Отец слегка повернулся к нему всем туловищем, головой на толстой шее он не любил вертеть. Зачем? – спросил он озадаченно.
Прокладывать железные дороги, ответил Миша.
Ну?
В Афгане их тоже нет.
Миша старался говорить развязно-бодро. Но что-то в его голосе, взгляде – в воздухе перед ним! – жалобно дрожало, ныло, как струна домры.
Домбры.
Мандолины!
Это еще неизвестно, нужна ли им дорога, ответил отец. Лицо его в древесной тени казалось темным, внезапно старым, хотя было-то ему в то лето едва за сорок, чуть больше, чем сейчас Глинникову.

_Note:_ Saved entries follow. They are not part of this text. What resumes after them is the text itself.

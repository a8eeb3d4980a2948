//! DNS message construction and answer decoding.

use dnsfs_types::RecordType;
use hickory_proto::op::{Message, MessageType, OpCode, Query, ResponseCode};
use hickory_proto::rr::Name;

use crate::error::ResolveError;

/// Map our fixed record-type enumeration onto the wire-level type code.
pub fn wire_record_type(rtype: RecordType) -> hickory_proto::rr::RecordType {
    match rtype {
        RecordType::A => hickory_proto::rr::RecordType::A,
        RecordType::AAAA => hickory_proto::rr::RecordType::AAAA,
        RecordType::CNAME => hickory_proto::rr::RecordType::CNAME,
        RecordType::MX => hickory_proto::rr::RecordType::MX,
        RecordType::TXT => hickory_proto::rr::RecordType::TXT,
        RecordType::NS => hickory_proto::rr::RecordType::NS,
        RecordType::SOA => hickory_proto::rr::RecordType::SOA,
        RecordType::SRV => hickory_proto::rr::RecordType::SRV,
        RecordType::PTR => hickory_proto::rr::RecordType::PTR,
    }
}

/// Build the wire bytes of a recursion-desired standard query for `name`.
///
/// A trailing dot marks the name fully qualified; the encoded label
/// sequence is the same either way, so both directory names and dot-names
/// query the identical owner name.
pub fn build_query(name: &str, rtype: RecordType) -> Result<Vec<u8>, ResolveError> {
    let qname = Name::from_ascii(name)?;

    let mut message = Message::new();
    message.set_id(rand::random());
    message.set_message_type(MessageType::Query);
    message.set_op_code(OpCode::Query);
    message.set_recursion_desired(true);
    message.add_query(Query::query(qname, wire_record_type(rtype)));

    Ok(message.to_vec()?)
}

/// One answer record, reduced to the textual form a directory entry shows.
#[derive(Debug, Clone, PartialEq, Eq)]
pub struct AnswerRecord {
    /// Canonical textual form of the record data (e.g. `93.184.216.34`).
    pub text: String,
}

/// The decoded answer section of one response, plus its cache lifetime.
#[derive(Debug, Clone, Default)]
pub struct AnswerSet {
    /// Records of the queried type, in resolver order.
    pub records: Vec<AnswerRecord>,
    /// Minimum TTL over the included records; 0 when the set is empty.
    pub ttl: u32,
}

impl AnswerSet {
    pub fn is_empty(&self) -> bool {
        self.records.is_empty()
    }
}

/// Decode a wire-format response into the answer records of the queried type.
///
/// Responses with a non-success rcode are errors; an empty answer section
/// is not (the caller decides what an empty set means).
pub fn decode_answers(bytes: &[u8], rtype: RecordType) -> Result<AnswerSet, ResolveError> {
    let message = Message::from_vec(bytes)?;

    if message.response_code() != ResponseCode::NoError {
        return Err(ResolveError::ErrorResponse {
            rcode: format!("{:?}", message.response_code()),
        });
    }

    let wanted = wire_record_type(rtype);
    let mut records = Vec::new();
    let mut ttl: Option<u32> = None;
    for record in message.answers() {
        if record.record_type() != wanted {
            continue;
        }
        let Some(data) = record.data() else {
            continue;
        };
        ttl = Some(match ttl {
            Some(t) => t.min(record.ttl()),
            None => record.ttl(),
        });
        records.push(AnswerRecord {
            text: data.to_string(),
        });
    }

    Ok(AnswerSet {
        records,
        ttl: ttl.unwrap_or(0),
    })
}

…Отец все-таки договорился с Ерменом – или с самим начмедом, неизвестно с кем и как, он об этом никогда ничего не рассказывал и вообще не любил вспоминать эту поездку: словно ничего и не было, – и все разговоры на эту тему обрывал. И когда всех спартанцев скопом вдруг выписали, Глинникова оставили из-за якобы плохих анализов. Хотя он чувствовал себя много лучше, чем прежде. Но тут, после этого объявления во всеуслышание, Глинникову вмиг поплошело, он снова вроде бы заболел. А ребятам срочно выдали панамы вместо пилоток, шинели, вещмешки, сухпай, прогнали еще раз через санчасть, влепляя каждому в плечи с двух сторон одновременно из пневмошприцев порции сывороток, и, если солдат чуть дергался, вместо крошечной дырочки получал роспись, обильно кровоточащую; некоторым делалось дурно от лошадиных доз, их укладывали на шинели во дворике под деревьями; они лежали, голые по пояс, прижимая к росписям вату и глядя сквозь листву, задремывали… Глинников старался не высовываться из опустевшей палаты. Из окна видел их, лежащих на шинелях. Потом смотрел, как они строились уже на плацу и получали сухие пайки: галеты, банки с кашей, тушенкой, сахар, сигареты – кури-не-хочу. Но они уже как будто и не совсем здесь были. И самый их вид изменился – не из-за новозеленых панам со звездочками, а от возбуждения, предчувствия неведомого.